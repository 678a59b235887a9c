//! Report command implementation
//!
//! Reads back the persisted summary or mismatch table.

use super::{load_or_default, EXIT_CONFIG, EXIT_OK, EXIT_STORAGE};
use crate::adapters::storage::create_object_store;
use crate::config::TallyConfig;
use crate::core::report::ReportQuery;
use crate::domain::{Location, TallyError};
use clap::{Args, Subcommand};
use std::path::PathBuf;

/// Arguments for the report command
#[derive(Args, Debug)]
pub struct ReportArgs {
    #[command(subcommand)]
    pub action: ReportAction,
}

/// Report operations
#[derive(Subcommand, Debug)]
pub enum ReportAction {
    /// Print a persisted report as JSON rows
    Show {
        /// Show the mismatch table instead of the summary
        #[arg(long)]
        mismatches: bool,

        /// Only the most recent summary row
        #[arg(long, conflicts_with = "mismatches")]
        latest: bool,
    },

    /// Copy a persisted report's raw CSV to a file or stdout
    Download {
        /// Download the mismatch table instead of the summary
        #[arg(long)]
        mismatches: bool,

        /// Destination file (stdout when omitted)
        #[arg(short, long)]
        output: Option<PathBuf>,
    },
}

impl ReportAction {
    fn location(&self, config: &TallyConfig) -> Result<Location, String> {
        let mismatches = match self {
            ReportAction::Show { mismatches, .. } | ReportAction::Download { mismatches, .. } => {
                *mismatches
            }
        };
        if mismatches {
            config.report.mismatches_location()
        } else {
            config.report.summary_location()
        }
    }
}

impl ReportArgs {
    /// Execute the report command
    pub async fn execute(&self, config_path: &str) -> anyhow::Result<i32> {
        let config = match load_or_default(config_path) {
            Ok(c) => c,
            Err(e) => {
                eprintln!("❌ {e}");
                return Ok(EXIT_CONFIG);
            }
        };
        let location = match self.action.location(&config) {
            Ok(location) => location,
            Err(e) => {
                eprintln!("❌ {e}");
                return Ok(EXIT_CONFIG);
            }
        };
        let store = match create_object_store(&config.storage) {
            Ok(store) => store,
            Err(e) => {
                eprintln!("❌ {e}");
                return Ok(EXIT_CONFIG);
            }
        };
        let query = ReportQuery::new(store);

        tracing::info!(location = %location, "Reading report");
        let result = match &self.action {
            ReportAction::Show { latest: true, .. } => {
                query.latest_summary(&location).await.and_then(|row| {
                    Ok(serde_json::to_string_pretty(&row)?)
                })
            }
            ReportAction::Show { .. } => query
                .fetch_rows(&location)
                .await
                .and_then(|rows| Ok(serde_json::to_string_pretty(&rows)?)),
            ReportAction::Download { output, .. } => {
                download(&query, &location, output.clone()).await.map(|bytes| {
                    format!("💾 {bytes} bytes from {location}")
                })
            }
        };

        match result {
            Ok(text) => {
                match &self.action {
                    ReportAction::Download { output: None, .. } => eprintln!("{text}"),
                    _ => println!("{text}"),
                }
                Ok(EXIT_OK)
            }
            Err(e) => {
                eprintln!("❌ {e}");
                Ok(EXIT_STORAGE)
            }
        }
    }
}

async fn download(
    query: &ReportQuery,
    location: &Location,
    output: Option<PathBuf>,
) -> crate::domain::Result<u64> {
    let mut stream = query.download(location).await?;
    tokio::task::spawn_blocking(move || -> crate::domain::Result<u64> {
        let copied = match output {
            Some(path) => {
                let mut file = std::fs::File::create(&path)?;
                std::io::copy(&mut stream, &mut file)?
            }
            None => std::io::copy(&mut stream, &mut std::io::stdout().lock())?,
        };
        Ok(copied)
    })
    .await
    .map_err(|e| TallyError::Io(format!("Download task failed: {e}")))?
}

#[cfg(test)]
mod tests {
    use super::*;
    use std::io::Write;
    use tempfile::{NamedTempFile, TempDir};

    fn setup() -> (TempDir, NamedTempFile) {
        let data = TempDir::new().unwrap();
        std::fs::create_dir_all(data.path().join("reports")).unwrap();
        std::fs::write(
            data.path().join("reports/data_quality_summary.csv"),
            "source_records,target_records,completeness_percentage,mismatch_count,test_timestamp\n\
             2,2,100.0,0,2025-01-01T00:00:00+00:00\n",
        )
        .unwrap();

        let mut config = NamedTempFile::new().unwrap();
        write!(config, "[storage]\nroot = \"{}\"\n", data.path().display()).unwrap();
        (data, config)
    }

    #[tokio::test]
    async fn test_show_summary() {
        let (_data, config) = setup();
        let args = ReportArgs {
            action: ReportAction::Show {
                mismatches: false,
                latest: true,
            },
        };
        let code = args.execute(config.path().to_str().unwrap()).await.unwrap();
        assert_eq!(code, EXIT_OK);
    }

    #[tokio::test]
    async fn test_download_to_file() {
        let (data, config) = setup();
        let output = data.path().join("copy.csv");
        let args = ReportArgs {
            action: ReportAction::Download {
                mismatches: false,
                output: Some(output.clone()),
            },
        };
        let code = args.execute(config.path().to_str().unwrap()).await.unwrap();
        assert_eq!(code, EXIT_OK);
        assert!(std::fs::read_to_string(output)
            .unwrap()
            .starts_with("source_records,"));
    }

    #[tokio::test]
    async fn test_missing_mismatch_table() {
        let (_data, config) = setup();
        let args = ReportArgs {
            action: ReportAction::Show {
                mismatches: true,
                latest: false,
            },
        };
        let code = args.execute(config.path().to_str().unwrap()).await.unwrap();
        assert_eq!(code, EXIT_STORAGE);
    }
}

=-=-=-=-=

- _TASK DESCRIPTION_
Your answer should consist of the lines from the material that contain "output".

- _FINISHED TASK_
        output: Option<PathBuf>,
            ReportAction::Download { output, .. } => {
                download(&query, &location, output.clone()).await.map(|bytes| {
                    ReportAction::Download { output: None, .. } => eprintln!("{text}"),
    output: Option<PathBuf>,
        let copied = match output {
        let output = data.path().join("copy.csv");
                output: Some(output.clone()),
        assert!(std::fs::read_to_string(output)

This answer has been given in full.